REQUIRED WORK: Every line in the records below with the string "reason" is to be copied out.

:: RECORDS FOR THE EXERCISE ::

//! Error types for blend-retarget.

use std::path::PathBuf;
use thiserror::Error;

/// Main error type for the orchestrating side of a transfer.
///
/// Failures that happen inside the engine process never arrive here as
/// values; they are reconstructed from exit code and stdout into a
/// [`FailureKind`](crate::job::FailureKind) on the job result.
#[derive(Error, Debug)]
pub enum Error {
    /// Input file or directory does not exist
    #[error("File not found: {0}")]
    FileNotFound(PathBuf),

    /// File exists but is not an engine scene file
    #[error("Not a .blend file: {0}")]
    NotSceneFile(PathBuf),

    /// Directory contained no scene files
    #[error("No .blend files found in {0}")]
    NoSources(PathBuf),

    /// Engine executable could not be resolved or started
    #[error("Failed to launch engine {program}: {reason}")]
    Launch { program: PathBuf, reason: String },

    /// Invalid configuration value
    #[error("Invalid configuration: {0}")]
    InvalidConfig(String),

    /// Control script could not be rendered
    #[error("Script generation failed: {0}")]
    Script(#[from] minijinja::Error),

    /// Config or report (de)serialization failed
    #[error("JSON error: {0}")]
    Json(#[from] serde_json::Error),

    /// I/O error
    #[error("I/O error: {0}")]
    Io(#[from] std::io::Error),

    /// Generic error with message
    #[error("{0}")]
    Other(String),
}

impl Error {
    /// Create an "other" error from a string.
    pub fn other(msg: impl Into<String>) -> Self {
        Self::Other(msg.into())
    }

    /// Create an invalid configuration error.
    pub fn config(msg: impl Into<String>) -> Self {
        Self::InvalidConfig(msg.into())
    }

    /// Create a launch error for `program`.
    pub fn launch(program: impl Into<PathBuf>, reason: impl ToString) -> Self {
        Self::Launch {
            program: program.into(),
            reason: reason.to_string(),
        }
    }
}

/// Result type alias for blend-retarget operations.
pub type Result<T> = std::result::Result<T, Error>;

:::
:: RECORDS FOR THE EXERCISE ::

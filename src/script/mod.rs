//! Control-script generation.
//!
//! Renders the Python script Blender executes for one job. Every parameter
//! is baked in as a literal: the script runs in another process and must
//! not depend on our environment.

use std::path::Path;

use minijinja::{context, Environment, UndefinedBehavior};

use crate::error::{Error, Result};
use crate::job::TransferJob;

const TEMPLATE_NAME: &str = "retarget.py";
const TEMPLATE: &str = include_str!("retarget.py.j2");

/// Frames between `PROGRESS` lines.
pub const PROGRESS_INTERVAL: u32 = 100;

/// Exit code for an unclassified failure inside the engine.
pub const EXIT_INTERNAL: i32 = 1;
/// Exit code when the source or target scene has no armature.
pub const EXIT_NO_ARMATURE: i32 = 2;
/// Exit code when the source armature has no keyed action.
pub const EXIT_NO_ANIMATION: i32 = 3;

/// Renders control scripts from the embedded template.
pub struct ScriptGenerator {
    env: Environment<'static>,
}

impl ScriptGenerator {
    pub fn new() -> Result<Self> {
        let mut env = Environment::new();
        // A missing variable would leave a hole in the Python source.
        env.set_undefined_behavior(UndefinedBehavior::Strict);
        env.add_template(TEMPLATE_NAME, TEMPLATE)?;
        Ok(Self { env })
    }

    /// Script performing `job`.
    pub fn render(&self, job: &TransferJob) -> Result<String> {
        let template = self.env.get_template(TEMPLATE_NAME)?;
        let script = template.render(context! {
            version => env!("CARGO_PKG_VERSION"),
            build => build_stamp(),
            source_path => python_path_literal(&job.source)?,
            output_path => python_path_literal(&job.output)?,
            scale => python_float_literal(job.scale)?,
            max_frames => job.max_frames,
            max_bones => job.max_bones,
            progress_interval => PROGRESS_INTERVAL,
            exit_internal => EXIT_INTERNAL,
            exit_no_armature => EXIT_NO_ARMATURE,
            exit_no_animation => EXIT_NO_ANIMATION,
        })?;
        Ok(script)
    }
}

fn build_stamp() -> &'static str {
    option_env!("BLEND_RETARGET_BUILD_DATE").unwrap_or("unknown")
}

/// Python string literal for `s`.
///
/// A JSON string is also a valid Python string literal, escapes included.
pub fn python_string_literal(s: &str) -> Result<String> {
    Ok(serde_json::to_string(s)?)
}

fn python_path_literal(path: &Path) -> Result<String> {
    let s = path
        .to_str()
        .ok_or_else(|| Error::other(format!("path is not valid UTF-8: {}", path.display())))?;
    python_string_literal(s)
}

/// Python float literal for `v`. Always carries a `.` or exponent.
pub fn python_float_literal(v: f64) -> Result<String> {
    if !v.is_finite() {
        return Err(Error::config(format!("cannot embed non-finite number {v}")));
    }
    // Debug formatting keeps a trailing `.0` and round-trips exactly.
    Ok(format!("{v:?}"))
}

:::
:: RECORDS FOR THE EXERCISE ::

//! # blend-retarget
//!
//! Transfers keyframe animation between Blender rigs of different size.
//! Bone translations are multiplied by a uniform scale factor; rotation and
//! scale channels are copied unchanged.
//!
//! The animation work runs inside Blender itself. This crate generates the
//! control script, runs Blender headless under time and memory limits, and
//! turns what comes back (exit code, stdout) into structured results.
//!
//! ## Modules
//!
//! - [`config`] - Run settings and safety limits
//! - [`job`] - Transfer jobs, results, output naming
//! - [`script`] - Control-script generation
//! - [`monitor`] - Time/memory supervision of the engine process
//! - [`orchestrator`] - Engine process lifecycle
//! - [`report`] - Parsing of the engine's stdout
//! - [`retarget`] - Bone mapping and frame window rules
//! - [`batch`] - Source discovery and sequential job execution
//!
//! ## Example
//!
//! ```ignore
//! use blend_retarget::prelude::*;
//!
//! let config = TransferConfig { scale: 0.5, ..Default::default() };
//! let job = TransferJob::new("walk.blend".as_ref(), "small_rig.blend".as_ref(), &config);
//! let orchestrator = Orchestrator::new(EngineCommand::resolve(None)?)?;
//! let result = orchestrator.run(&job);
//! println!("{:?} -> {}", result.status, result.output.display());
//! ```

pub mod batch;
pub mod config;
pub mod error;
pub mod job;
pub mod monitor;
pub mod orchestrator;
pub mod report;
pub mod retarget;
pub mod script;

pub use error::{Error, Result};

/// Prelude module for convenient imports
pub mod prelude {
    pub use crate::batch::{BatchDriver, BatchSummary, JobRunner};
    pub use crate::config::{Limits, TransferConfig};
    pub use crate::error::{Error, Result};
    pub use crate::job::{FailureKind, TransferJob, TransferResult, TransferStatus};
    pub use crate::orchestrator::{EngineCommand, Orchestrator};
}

:::

OUTPUT OF THE TASK:
    #[error("Failed to launch engine {program}: {reason}")]
    Launch { program: PathBuf, reason: String },
    pub fn launch(program: impl Into<PathBuf>, reason: impl ToString) -> Self {
            reason: reason.to_string(),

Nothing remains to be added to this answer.